El jazz, como señala el crítico Ted Gioia, ha sido siempre una música de mezcla continua. “Impuro de nacimiento, el jazz lo fue cada vez más en su evolución”, explica en su Historia del jazz (Turner). De modo que etiquetar a Chick Corea en el jazz fusión puede resultar una tarea tan imprecisa como melancólica. Otra cosa es que nos encontremos a finales de los sesenta, cuando el pianista estadounidense publica o interviene en Tons for Joan’s Bones, Inner Space, Now He Sings, Now He Sobs, Is, Sundance, Filles de Kilimanjaro y Bitches Brew (los dos últimos de Miles Davis), un abrevadero musical en el que se estaban centrifugando ritmos del pasado (la resaca del bebop aún era fuerte) con la energía del rock naciente que prendía por todos los rincones del planeta.
Como quiera que el legado de Davis era, aún lo es, extremadamente alargado, rápidamente los vástagos que se criaron musicalmente en sus ubres doradas empezaron a caminar por su cuenta. En los setenta Corea formó Return to Forever, John McLaughlin Mahavishnu Orchestra y Wayne Shorter y Joe Zawinul hicieron lo propio con Weather Report. Sí, el jazz fusión empezaba a tomar forma por mucho que ese concepto no hiciera más que confirmar la genética que corría por las venas de los ritmos y de sus intérpretes, seguramente inoculada por la generación anterior. Chick Corea formó parte de ese exclusivo grupo que comenzó a escribir un nuevo capítulo del jazz (¿fusión?).
Con grupos como Return to Forever, Origin y Circle, Corea puso sobre el escenarios nuevos ritmos y compases
La búsqueda de nuevos ritmos le llevaría al universo latino. Su piano limpio era capaz de llegar poco a poco a un público más amplio, se escapaba sin remedio de los neblinosos clubs para abrir las puertas de otros locales más heterodoxos. Para respirar ese aire creó Circle, grupo con el que firmaría seis álbumes, entre ellos Circulus y Early Circle, pero sobre todo bruñiría su nueva arma rítmica con la mencionada formación Return to Forever, desde la que lanzó, entre otros, No Mystery y Romantic Warrior con el bajo y la guitarra de Stanley Clarke y Al Di Meola, dos instrumentistas virtuosos, como los califica Gioia, que podían igualar a Corea a la hora de compaginar contextos eléctricos y acústicos y crear una atractiva combinación de jazz, pop-rock y sonidos brasileños y latinos: “Corea sentía una especial predilección por incorporar estos elementos a sus composiciones, como certificó el éxito generalizado de sus piezas La Fiesta y Spain”.
Toda esta inercia, acumulada con horas de investigación, le llevaría también al modelo de trío asociándose con veteranos como el baterista Roy Haynes y el bajista Miroslav Vitous, un guiño a sus inicios.

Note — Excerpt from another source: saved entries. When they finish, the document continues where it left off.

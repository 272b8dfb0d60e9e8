use serde::Deserialize;

use super::Entity;

/// Display color of a grade category.
#[derive(Debug, Clone, PartialEq, Eq, Deserialize)]
#[serde(rename_all = "PascalCase")]
pub struct Color {
    pub id: u64,
    /// Hex triplet without the leading `#`.
    #[serde(rename = "RGB")]
    pub rgb: String,
    pub name: String,
}

impl Color {
    /// CSS-style `#rrggbb`.
    #[must_use]
    pub fn hex(&self) -> String {
        format!("#{}", self.rgb)
    }
}

impl Entity for Color {
    type Id = u64;

    const NAME: &'static str = "Color";
    const SINGULAR: &'static str = "Color";
    const PLURAL: &'static str = "Colors";
    const PATH: &'static str = "Colors";

    fn id(&self) -> &u64 {
        &self.id
    }
}
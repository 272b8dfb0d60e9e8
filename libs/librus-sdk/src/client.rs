use std::sync::Arc;

use librus_http::{HttpClient, HttpTransport};

use crate::config::ClientConfig;
use crate::error::ClientError;
use crate::models::{
    AccountInfo, Color, Grade, GradeCategory, Lesson, Notice, Reference, Subject, User,
};
use crate::resolver::{EntityGraph, Resolvable, Resolver};
use crate::session::Session;
use crate::timetable::Timetables;

/// Entry point: one session plus one cache per entity type.
///
/// Share it behind an `Arc` if several tasks need it; every method takes
/// `&self`.
#[derive(Debug)]
pub struct LibrusClient {
    config: Arc<ClientConfig>,
    session: Session,
    graph: EntityGraph,
}

impl LibrusClient {
    /// Client with default configuration and the `reqwest` transport.
    ///
    /// # Errors
    /// Returns an error if the transport cannot be built.
    pub fn new() -> Result<Self, ClientError> {
        Self::with_config(ClientConfig::default())
    }

    /// # Errors
    /// [`ClientError::Config`] if `config` does not validate, or an HTTP error
    /// if the transport cannot be built.
    pub fn with_config(config: ClientConfig) -> Result<Self, ClientError> {
        config.validate()?;
        let transport = HttpClient::with_config(config.http.clone())?;
        Ok(Self::assemble(config, Arc::new(transport)))
    }

    /// Client over a caller-supplied transport.
    ///
    /// # Errors
    /// [`ClientError::Config`] if `config` does not validate.
    pub fn with_transport(
        config: ClientConfig,
        transport: Arc<dyn HttpTransport>,
    ) -> Result<Self, ClientError> {
        config.validate()?;
        Ok(Self::assemble(config, transport))
    }

    fn assemble(config: ClientConfig, transport: Arc<dyn HttpTransport>) -> Self {
        let config = Arc::new(config);
        Self {
            session: Session::new(transport, Arc::clone(&config)),
            config,
            graph: EntityGraph::default(),
        }
    }

    /// # Errors
    /// See [`Session::login`].
    pub async fn login(&self, email: &str, password: &str) -> Result<(), ClientError> {
        self.session.login(email, password).await
    }

    /// # Errors
    /// See [`Session::refresh_token`].
    pub async fn refresh_token(&self) -> Result<(), ClientError> {
        self.session.refresh_token().await
    }

    #[must_use]
    pub fn session(&self) -> &Session {
        &self.session
    }

    #[must_use]
    pub fn config(&self) -> &ClientConfig {
        &self.config
    }

    #[must_use]
    pub fn graph(&self) -> &EntityGraph {
        &self.graph
    }

    #[must_use]
    pub fn account(&self) -> Option<AccountInfo> {
        self.session.account()
    }

    #[must_use]
    pub fn resolver<E: Resolvable>(&self) -> Resolver<'_, E> {
        Resolver::new(self)
    }

    #[must_use]
    pub fn users(&self) -> Resolver<'_, User> {
        self.resolver()
    }

    #[must_use]
    pub fn subjects(&self) -> Resolver<'_, Subject> {
        self.resolver()
    }

    #[must_use]
    pub fn colors(&self) -> Resolver<'_, Color> {
        self.resolver()
    }

    #[must_use]
    pub fn grade_categories(&self) -> Resolver<'_, GradeCategory> {
        self.resolver()
    }

    #[must_use]
    pub fn grades(&self) -> Resolver<'_, Grade> {
        self.resolver()
    }

    #[must_use]
    pub fn lessons(&self) -> Resolver<'_, Lesson> {
        self.resolver()
    }

    #[must_use]
    pub fn notices(&self) -> Resolver<'_, Notice> {
        self.resolver()
    }

    #[must_use]
    pub fn timetables(&self) -> Timetables<'_> {
        Timetables::new(self)
    }

    /// Follow a reference, fetching the target on a cache miss.
    ///
    /// # Errors
    /// See [`Resolver::fetch`].
    pub async fn resolve<E: Resolvable>(
        &self,
        reference: &Reference<E>,
    ) -> Result<Arc<E>, ClientError> {
        self.resolver::<E>().fetch(reference.id().clone()).await
    }

    /// Follow a reference through the cache only.
    ///
    /// # Errors
    /// [`ClientError::NotFoundInCache`] if the target was never fetched.
    pub fn cached<E: Resolvable>(&self, reference: &Reference<E>) -> Result<Arc<E>, ClientError> {
        self.resolver::<E>().get_cached(reference.id())
    }
}
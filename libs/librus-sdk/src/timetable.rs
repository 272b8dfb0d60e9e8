//! Weekly timetable.
//!
//! The API serves timetables per week (`GET {api}/Timetables?weekStart=..`,
//! keyed by the week's Monday) as a map from date to lesson hours, each hour
//! holding zero or more entries. Entries point at lessons, subjects and
//! teachers by reference; nothing is resolved on fetch.

use std::collections::BTreeMap;

use chrono::{NaiveDate, Weekday};
use serde::Deserialize;

use crate::client::LibrusClient;
use crate::codec;
use crate::error::ClientError;
use crate::models::{Lesson, Reference, Subject, User};

const TIMETABLES_PATH: &str = "Timetables";
const TIMETABLE_KEY: &str = "Timetable";

/// One scheduled lesson hour.
#[derive(Debug, Clone, PartialEq, Eq, Deserialize)]
#[serde(rename_all = "PascalCase")]
pub struct TimetableEntry {
    pub lesson: Reference<Lesson>,
    pub subject: Reference<Subject>,
    pub teacher: Reference<User>,
    pub lesson_no: String,
    pub hour_from: String,
    pub hour_to: String,
    #[serde(default)]
    pub is_canceled: bool,
    #[serde(default)]
    pub is_substitution_class: bool,
}

/// Entries of one lesson hour; empty when the hour is free.
pub type TimetableSlot = Vec<TimetableEntry>;

/// The timetable of the week starting on `week_start` (a Monday).
#[derive(Debug, Clone, PartialEq, Eq)]
pub struct TimetableWeek {
    pub week_start: NaiveDate,
    pub days: BTreeMap<NaiveDate, Vec<TimetableSlot>>,
}

impl TimetableWeek {
    /// Lesson hours of `date`; empty for days the API did not list.
    #[must_use]
    pub fn day(&self, date: NaiveDate) -> &[TimetableSlot] {
        self.days.get(&date).map_or(&[][..], Vec::as_slice)
    }
}

/// Monday of the week containing `date`. Sunday belongs to the week that
/// started six days earlier.
#[must_use]
pub fn week_start(date: NaiveDate) -> NaiveDate {
    date.week(Weekday::Mon).first_day()
}

/// Timetable access through the client's session.
pub struct Timetables<'c> {
    client: &'c LibrusClient,
}

impl<'c> Timetables<'c> {
    pub(crate) fn new(client: &'c LibrusClient) -> Self {
        Self { client }
    }

    /// Timetable of the week containing `date`.
    ///
    /// # Errors
    /// - [`ClientError::RequestFailed`] if the API answers with a non-success
    ///   status
    /// - [`ClientError::SchemaMismatch`] if the payload does not decode
    pub async fn fetch_week(&self, date: NaiveDate) -> Result<TimetableWeek, ClientError> {
        let week_start = week_start(date);
        let url = format!(
            "{}?weekStart={week_start}",
            self.client.config().api_endpoint(TIMETABLES_PATH)
        );
        let response = self.client.session().get(&url).await?;
        if !response.is_success() {
            return Err(ClientError::RequestFailed {
                url,
                status: Some(response.status()),
                reason: format!("timetable returned HTTP {}", response.status()),
            });
        }

        let days = codec::decode_keyed(response.text(), TIMETABLE_KEY, TIMETABLE_KEY)?;
        Ok(TimetableWeek { week_start, days })
    }

    /// Lesson hours of `date`, taken from its week's timetable.
    ///
    /// # Errors
    /// As for [`fetch_week`](Self::fetch_week).
    pub async fn fetch_day(&self, date: NaiveDate) -> Result<Vec<TimetableSlot>, ClientError> {
        let mut week = self.fetch_week(date).await?;
        Ok(week.days.remove(&date).unwrap_or_default())
    }
}
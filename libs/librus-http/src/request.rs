use http::header::{CONTENT_TYPE, HeaderName};
use http::{HeaderMap, HeaderValue, Method};
use serde::Serialize;
use url::Url;

use crate::error::HttpError;

/// A single outbound request handed to an [`HttpTransport`](crate::HttpTransport).
///
/// Redirects are observed by default: the transport returns the 3xx response
/// as-is unless [`follow_redirects`](Self::follow_redirects) is enabled.
#[derive(Debug, Clone)]
pub struct HttpRequest {
    pub method: Method,
    pub url: Url,
    pub headers: HeaderMap,
    pub body: Option<String>,
    pub follow_redirects: bool,
}

impl HttpRequest {
    /// Create a request for an already parsed URL.
    #[must_use]
    pub fn new(method: Method, url: Url) -> Self {
        Self {
            method,
            url,
            headers: HeaderMap::new(),
            body: None,
            follow_redirects: false,
        }
    }

    /// Create a request, parsing `url` first.
    ///
    /// # Errors
    /// Returns [`HttpError::InvalidUri`] if `url` is not an absolute URL.
    pub fn parse(method: Method, url: &str) -> Result<Self, HttpError> {
        let parsed = Url::parse(url).map_err(|e| HttpError::InvalidUri {
            url: url.to_owned(),
            reason: e.to_string(),
        })?;
        Ok(Self::new(method, parsed))
    }

    /// Shorthand for a `GET` request.
    ///
    /// # Errors
    /// Returns [`HttpError::InvalidUri`] if `url` does not parse.
    pub fn get(url: &str) -> Result<Self, HttpError> {
        Self::parse(Method::GET, url)
    }

    /// Shorthand for a `POST` request.
    ///
    /// # Errors
    /// Returns [`HttpError::InvalidUri`] if `url` does not parse.
    pub fn post(url: &str) -> Result<Self, HttpError> {
        Self::parse(Method::POST, url)
    }

    /// Insert a header, replacing any previous value.
    #[must_use]
    pub fn header(mut self, name: HeaderName, value: HeaderValue) -> Self {
        self.headers.insert(name, value);
        self
    }

    /// Insert a header from string parts.
    ///
    /// # Errors
    /// Returns an error if either part is not a valid header token.
    pub fn try_header(self, name: &str, value: &str) -> Result<Self, HttpError> {
        let name = HeaderName::from_bytes(name.as_bytes())?;
        let value = HeaderValue::from_str(value)?;
        Ok(self.header(name, value))
    }

    /// Serialize `body` as JSON and set `Content-Type: application/json`.
    ///
    /// # Errors
    /// Returns [`HttpError::Json`] if serialization fails.
    pub fn json<T: Serialize + ?Sized>(mut self, body: &T) -> Result<Self, HttpError> {
        self.body = Some(serde_json::to_string(body)?);
        self.headers
            .insert(CONTENT_TYPE, HeaderValue::from_static("application/json"));
        Ok(self)
    }

    /// Choose whether the transport should follow redirects for this request.
    #[must_use]
    pub fn follow_redirects(mut self, follow: bool) -> Self {
        self.follow_redirects = follow;
        self
    }
}
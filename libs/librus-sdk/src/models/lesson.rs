use std::sync::Arc;

use serde::Deserialize;

use super::{Entity, Reference, Subject, User};
use crate::client::LibrusClient;
use crate::error::ClientError;

/// A class's recurring lesson of one subject with one teacher.
///
/// Grades and timetable entries point at lessons. Like notices, a lesson
/// does not resolve its references on fetch.
#[derive(Debug, Clone, PartialEq, Eq, Deserialize)]
#[serde(rename_all = "PascalCase")]
pub struct Lesson {
    pub id: u64,
    pub teacher: Reference<User>,
    pub subject: Reference<Subject>,
}

impl Lesson {
    /// # Errors
    /// Propagates fetch errors.
    pub async fn fetch_teacher(&self, client: &LibrusClient) -> Result<Arc<User>, ClientError> {
        client.resolve(&self.teacher).await
    }

    /// # Errors
    /// Propagates fetch errors.
    pub async fn fetch_subject(&self, client: &LibrusClient) -> Result<Arc<Subject>, ClientError> {
        client.resolve(&self.subject).await
    }
}

impl Entity for Lesson {
    type Id = u64;

    const NAME: &'static str = "Lesson";
    const SINGULAR: &'static str = "Lesson";
    const PLURAL: &'static str = "Lessons";
    const PATH: &'static str = "Lessons";

    fn id(&self) -> &u64 {
        &self.id
    }
}

#[cfg(test)]
#[cfg_attr(coverage_nightly, coverage(off))]
mod tests {
    use super::*;

    #[test]
    fn extra_reference_fields_are_ignored() {
        let lesson: Lesson = serde_json::from_str(
            r#"{
                "Id": 300,
                "Teacher": {"Id": 12, "Url": "https://api.librus.pl/3.0/Users/12"},
                "Subject": {"Id": 20, "Url": "https://api.librus.pl/3.0/Subjects/20"},
                "Class": {"Id": 4, "Url": "https://api.librus.pl/3.0/Classes/4"}
            }"#,
        )
        .unwrap();

        assert_eq!(*lesson.teacher.id(), 12);
        assert_eq!(*lesson.subject.id(), 20);
    }
}
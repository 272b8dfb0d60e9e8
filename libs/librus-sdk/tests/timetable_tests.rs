//! Lessons and weekly timetables against a mock API.

mod support;

use chrono::NaiveDate;
use httpmock::prelude::*;
use librus_sdk::{ClientError, LibrusClient, TimetableEntry};
use serde_json::{Value, json};
use support::{
    EMAIL, INITIAL_TOKEN, PASSWORD, bearer, category, color, config_for, grade, mount_login,
    reference, subject, user,
};

async fn logged_in(server: &MockServer) -> LibrusClient {
    mount_login(server, INITIAL_TOKEN);
    let client = LibrusClient::with_config(config_for(server)).unwrap();
    client.login(EMAIL, PASSWORD).await.unwrap();
    client
}

fn day(d: u32) -> NaiveDate {
    NaiveDate::from_ymd_opt(2022, 10, d).unwrap()
}

fn entry(lesson: u64, lesson_no: &str, from: &str, to: &str) -> Value {
    json!({
        "Lesson": reference("Lessons", lesson),
        "Subject": reference("Subjects", 20),
        "Teacher": reference("Users", 10),
        "LessonNo": lesson_no,
        "HourFrom": from,
        "HourTo": to,
        "IsCanceled": false,
        "IsSubstitutionClass": false
    })
}

fn week_body() -> Value {
    json!({"Timetable": {
        "2022-10-03": [[], [entry(300, "1", "08:00", "08:45")], []],
        "2022-10-05": [[entry(301, "0", "07:10", "07:55")], []]
    }})
}

#[tokio::test]
async fn week_is_requested_by_its_monday() {
    let server = MockServer::start();
    let client = logged_in(&server).await;

    let timetable = server.mock(|when, then| {
        when.method(GET)
            .path("/3.0/Timetables")
            .query_param("weekStart", "2022-10-03")
            .header("authorization", bearer(INITIAL_TOKEN));
        then.status(200).json_body(week_body());
    });

    // a Wednesday
    let week = client.timetables().fetch_week(day(5)).await.unwrap();

    timetable.assert_calls(1);
    assert_eq!(week.week_start, day(3));
    assert_eq!(week.days.len(), 2);

    let monday = week.day(day(3));
    assert_eq!(monday.len(), 3);
    assert!(monday[0].is_empty());
    let first: &TimetableEntry = &monday[1][0];
    assert_eq!(*first.lesson.id(), 300);
    assert_eq!(first.hour_from, "08:00");
    assert!(week.day(day(4)).is_empty());
}

#[tokio::test]
async fn day_is_taken_from_its_week() {
    let server = MockServer::start();
    let client = logged_in(&server).await;

    let timetable = server.mock(|when, then| {
        when.method(GET)
            .path("/3.0/Timetables")
            .query_param("weekStart", "2022-10-03");
        then.status(200).json_body(week_body());
    });

    let wednesday = client.timetables().fetch_day(day(5)).await.unwrap();
    let sunday = client.timetables().fetch_day(day(9)).await.unwrap();

    timetable.assert_calls(2);
    assert_eq!(wednesday.len(), 2);
    assert_eq!(wednesday[0][0].lesson_no, "0");
    assert!(sunday.is_empty());
}

#[tokio::test]
async fn failed_timetable_is_request_failed() {
    let server = MockServer::start();
    let client = logged_in(&server).await;

    server.mock(|when, then| {
        when.method(GET).path("/3.0/Timetables");
        then.status(500).body("oops");
    });

    let err = client.timetables().fetch_week(day(5)).await.unwrap_err();

    assert!(
        matches!(err, ClientError::RequestFailed { status: Some(s), .. } if s.as_u16() == 500),
        "got {err}"
    );
}

#[tokio::test]
async fn lesson_references_resolve_on_demand() {
    let server = MockServer::start();
    let client = logged_in(&server).await;

    let lesson = server.mock(|when, then| {
        when.method(GET).path("/3.0/Lessons/300");
        then.status(200).json_body(json!({"Lesson": {
            "Id": 300,
            "Teacher": reference("Users", 10),
            "Subject": reference("Subjects", 20)
        }}));
    });
    let teacher = server.mock(|when, then| {
        when.method(GET).path("/3.0/Users/10");
        then.status(200).json_body(json!({"User": user(10, "Anna")}));
    });
    let subject_mock = server.mock(|when, then| {
        when.method(GET).path("/3.0/Subjects/20");
        then.status(200)
            .json_body(json!({"Subject": subject(20, "Matematyka")}));
    });

    let fetched = client.lessons().fetch(300).await.unwrap();
    teacher.assert_calls(0);
    subject_mock.assert_calls(0);

    assert_eq!(fetched.fetch_teacher(&client).await.unwrap().first_name, "Anna");
    assert_eq!(fetched.fetch_subject(&client).await.unwrap().name, "Matematyka");

    // cached after the first fetch
    client.lessons().fetch(300).await.unwrap();
    lesson.assert_calls(1);
    teacher.assert_calls(1);
}

#[tokio::test]
async fn grade_lesson_is_fetched_on_demand() {
    let server = MockServer::start();
    let client = logged_in(&server).await;

    server.mock(|when, then| {
        when.method(GET).path("/3.0/Grades/1");
        then.status(200)
            .json_body(json!({"Grade": grade(1, 5, 10, 11, 20)}));
    });
    server.mock(|when, then| {
        when.method(GET).path("/3.0/Grades/Categories/5");
        then.status(200).json_body(json!({"Category": category(5, 2)}));
    });
    server.mock(|when, then| {
        when.method(GET).path("/3.0/Colors/2");
        then.status(200).json_body(json!({"Color": color(2)}));
    });
    server.mock(|when, then| {
        when.method(GET).path("/3.0/Users/10,11,");
        then.status(200)
            .json_body(json!({"Users": [user(10, "Anna"), user(11, "Jan")]}));
    });
    server.mock(|when, then| {
        when.method(GET).path("/3.0/Subjects/20");
        then.status(200)
            .json_body(json!({"Subject": subject(20, "Matematyka")}));
    });
    let lesson = server.mock(|when, then| {
        when.method(GET).path("/3.0/Lessons/300");
        then.status(200).json_body(json!({"Lesson": {
            "Id": 300,
            "Teacher": reference("Users", 10),
            "Subject": reference("Subjects", 20)
        }}));
    });

    let fetched = client.grades().fetch(1).await.unwrap();
    lesson.assert_calls(0);

    let resolved = fetched.fetch_lesson(&client).await.unwrap();
    lesson.assert_calls(1);
    assert_eq!(resolved.id, 300);
}
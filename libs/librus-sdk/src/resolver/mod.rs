//! Cached, reference-resolving access to one entity type.

mod cache;
mod hydrate;

use std::collections::{HashMap, HashSet};
use std::marker::PhantomData;
use std::sync::Arc;

use crate::client::LibrusClient;
use crate::codec;
use crate::error::ClientError;
use crate::models::Reference;

pub use cache::{EntityCache, EntityGraph};
pub use hydrate::Resolvable;

/// Per-call cache behavior for [`Resolver::fetch_with`].
#[derive(Debug, Clone, Copy, PartialEq, Eq)]
pub struct FetchOptions {
    /// Skip the cache lookup and always hit the API.
    pub force: bool,
    /// Store the decoded record.
    pub cache: bool,
}

impl Default for FetchOptions {
    fn default() -> Self {
        Self {
            force: false,
            cache: true,
        }
    }
}

impl FetchOptions {
    #[must_use]
    pub fn forced() -> Self {
        Self {
            force: true,
            ..Self::default()
        }
    }

    #[must_use]
    pub fn uncached() -> Self {
        Self {
            cache: false,
            ..Self::default()
        }
    }
}

/// Fetches `E` records through the client's session and keeps them in the
/// client's [`EntityGraph`].
pub struct Resolver<'c, E: Resolvable> {
    client: &'c LibrusClient,
    _entity: PhantomData<fn() -> E>,
}

impl<'c, E: Resolvable> Resolver<'c, E> {
    pub(crate) fn new(client: &'c LibrusClient) -> Self {
        Self {
            client,
            _entity: PhantomData,
        }
    }

    fn cache(&self) -> &'c EntityCache<E> {
        E::cache(self.client.graph())
    }

    /// Cached record, or fetch it and resolve its references.
    ///
    /// # Errors
    /// - [`ClientError::NotFound`] if the API answers with a non-success status
    /// - [`ClientError::SchemaMismatch`] if the payload does not decode
    /// - any error from resolving a referenced record
    pub async fn fetch(&self, id: E::Id) -> Result<Arc<E>, ClientError> {
        self.fetch_with(id, FetchOptions::default()).await
    }

    /// [`fetch`](Self::fetch) with explicit cache behavior.
    ///
    /// The record is cached only after its references resolved.
    ///
    /// # Errors
    /// As for [`fetch`](Self::fetch).
    pub async fn fetch_with(
        &self,
        id: E::Id,
        options: FetchOptions,
    ) -> Result<Arc<E>, ClientError> {
        if !options.force
            && let Some(hit) = self.cache().get(&id)
        {
            tracing::trace!(entity = E::NAME, %id, "cache hit");
            return Ok(hit);
        }

        let path = format!("{}/{}", E::PATH, urlencoding::encode(&id.to_string()));
        let response = self
            .client
            .session()
            .get(&self.client.config().api_endpoint(&path))
            .await?;
        if !response.is_success() {
            return Err(ClientError::NotFound {
                entity: E::NAME,
                id: id.to_string(),
                status: Some(response.status()),
            });
        }

        let entity = codec::decode_single::<E>(response.text())?;
        entity.hydrate(self.client).await?;

        let entity = Arc::new(entity);
        if options.cache {
            self.cache().insert(Arc::clone(&entity));
        }
        Ok(entity)
    }

    /// Fetch every referenced record in batched requests.
    ///
    /// # Errors
    /// As for [`fetch_many_ids`](Self::fetch_many_ids).
    pub async fn fetch_many(
        &self,
        references: &[Reference<E>],
    ) -> Result<Vec<Arc<E>>, ClientError> {
        let ids: Vec<E::Id> = references.iter().map(|r| r.id().clone()).collect();
        self.fetch_many_ids(&ids).await
    }

    /// Fetch records by ID, at most `batch_limit` IDs per request.
    ///
    /// Every ID goes over the wire even if it is cached. Repeated IDs are
    /// requested once. The result has one entry per input ID, in input
    /// order. An empty input sends nothing.
    ///
    /// # Errors
    /// - [`ClientError::NotFound`] if a batch answers with a non-success
    ///   status, or omits one of the requested IDs
    /// - [`ClientError::SchemaMismatch`] if a batch payload does not decode
    /// - any error from resolving referenced records
    pub async fn fetch_many_ids(&self, ids: &[E::Id]) -> Result<Vec<Arc<E>>, ClientError> {
        let mut seen = HashSet::new();
        let unique: Vec<E::Id> = ids
            .iter()
            .filter(|id| seen.insert(*id))
            .cloned()
            .collect();
        if unique.is_empty() {
            return Ok(Vec::new());
        }

        let limit = self.client.config().batch_limit.max(1);
        let mut records = Vec::with_capacity(unique.len());
        for chunk in unique.chunks(limit) {
            records.extend(self.fetch_chunk(chunk).await?);
        }

        E::hydrate_batch(&records, self.client).await?;
        let stored = self.store_all(records);

        let by_id: HashMap<&E::Id, &Arc<E>> = stored.iter().map(|e| (e.id(), e)).collect();
        Ok(ids
            .iter()
            .filter_map(|id| by_id.get(id).copied().cloned())
            .collect())
    }

    /// Fetch the type's whole collection (`GET {api}/{PATH}`).
    ///
    /// References are resolved the way [`fetch_many`](Self::fetch_many)
    /// resolves them.
    ///
    /// # Errors
    /// - [`ClientError::RequestFailed`] if the list endpoint answers with a
    ///   non-success status
    /// - [`ClientError::SchemaMismatch`] if the payload does not decode
    pub async fn fetch_all(&self) -> Result<Vec<Arc<E>>, ClientError> {
        let url = self.client.config().api_endpoint(E::PATH);
        let response = self.client.session().get(&url).await?;
        if !response.is_success() {
            return Err(ClientError::RequestFailed {
                url,
                status: Some(response.status()),
                reason: format!("{} list returned HTTP {}", E::NAME, response.status()),
            });
        }

        let records = codec::decode_plural::<E>(response.text())?;
        E::hydrate_batch(&records, self.client).await?;
        Ok(self.store_all(records))
    }

    /// Cached record without touching the network.
    ///
    /// # Errors
    /// [`ClientError::NotFoundInCache`] if `id` was never fetched.
    pub fn get_cached(&self, id: &E::Id) -> Result<Arc<E>, ClientError> {
        self.cache()
            .get(id)
            .ok_or_else(|| ClientError::NotFoundInCache {
                entity: E::NAME,
                id: id.to_string(),
            })
    }

    async fn fetch_chunk(&self, chunk: &[E::Id]) -> Result<Vec<E>, ClientError> {
        // Trailing comma keeps the plural envelope even for a single ID.
        let joined: String = chunk
            .iter()
            .map(|id| format!("{},", urlencoding::encode(&id.to_string())))
            .collect();
        let path = format!("{}/{joined}", E::PATH);
        let response = self
            .client
            .session()
            .get(&self.client.config().api_endpoint(&path))
            .await?;
        if !response.is_success() {
            return Err(ClientError::NotFound {
                entity: E::NAME,
                id: joined.trim_end_matches(',').to_owned(),
                status: Some(response.status()),
            });
        }

        let mut by_id: HashMap<E::Id, E> = codec::decode_plural::<E>(response.text())?
            .into_iter()
            .map(|record| (record.id().clone(), record))
            .collect();
        chunk
            .iter()
            .map(|id| {
                by_id.remove(id).ok_or_else(|| ClientError::NotFound {
                    entity: E::NAME,
                    id: id.to_string(),
                    status: None,
                })
            })
            .collect()
    }

    fn store_all(&self, records: Vec<E>) -> Vec<Arc<E>> {
        let cache = self.cache();
        records
            .into_iter()
            .map(|record| {
                let record = Arc::new(record);
                cache.insert(Arc::clone(&record));
                record
            })
            .collect()
    }
}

La Chick Corea Elektric Band y la Akoustic Band le tuvieron entretenido durante las décadas posteriores. Se hará fuerte con el bajista John Patitucci y el batería Dave Weckl en álbumes como Light Years o Beneath the Mask. En el grupo Origin, con el que colaboraría con el bajista israelí Avishai Cohen, daría forma a discos como Change.
La fusión, la mezcla, la contaminación de compases procedentes de otras culturas, era un camino sin retorno que le propició el encuentro con España, con el flamenco, con Paco de Lucía (amor artístico a primera vista que quedó plasmado en antológicos directos y en álbumes como Zyryab, que el genio de Algeciras pubicó en 1990), con la Spanish Heart Band de Jorge Pardo, con las colaboraciones con Carles Benavent (Touchstone, Again and Again…) y Tino Di Geraldo (trío fusión que ha consolidado el flamenco en los escenarios del jazz) y con los festivales de jazz de nuestra geografía, a los que asistía con una puntualidad como mínimo anual. Si Dylan enchufó la guitarra, Chick Corea enchufó su piano a aficionados que de no ser por él jamás se hubiesen acercado a este tipo de música. Y elevó a nuevas cotas (más altas, más rápidas, más fuertes) el arte de la improvisación. Ha muerto un grande al que no le hubiese gustado ser calificado como leyenda. La difusión del jazz, el de entonces y el de ahora, estaba en sus manos. Y seguirá estándolo.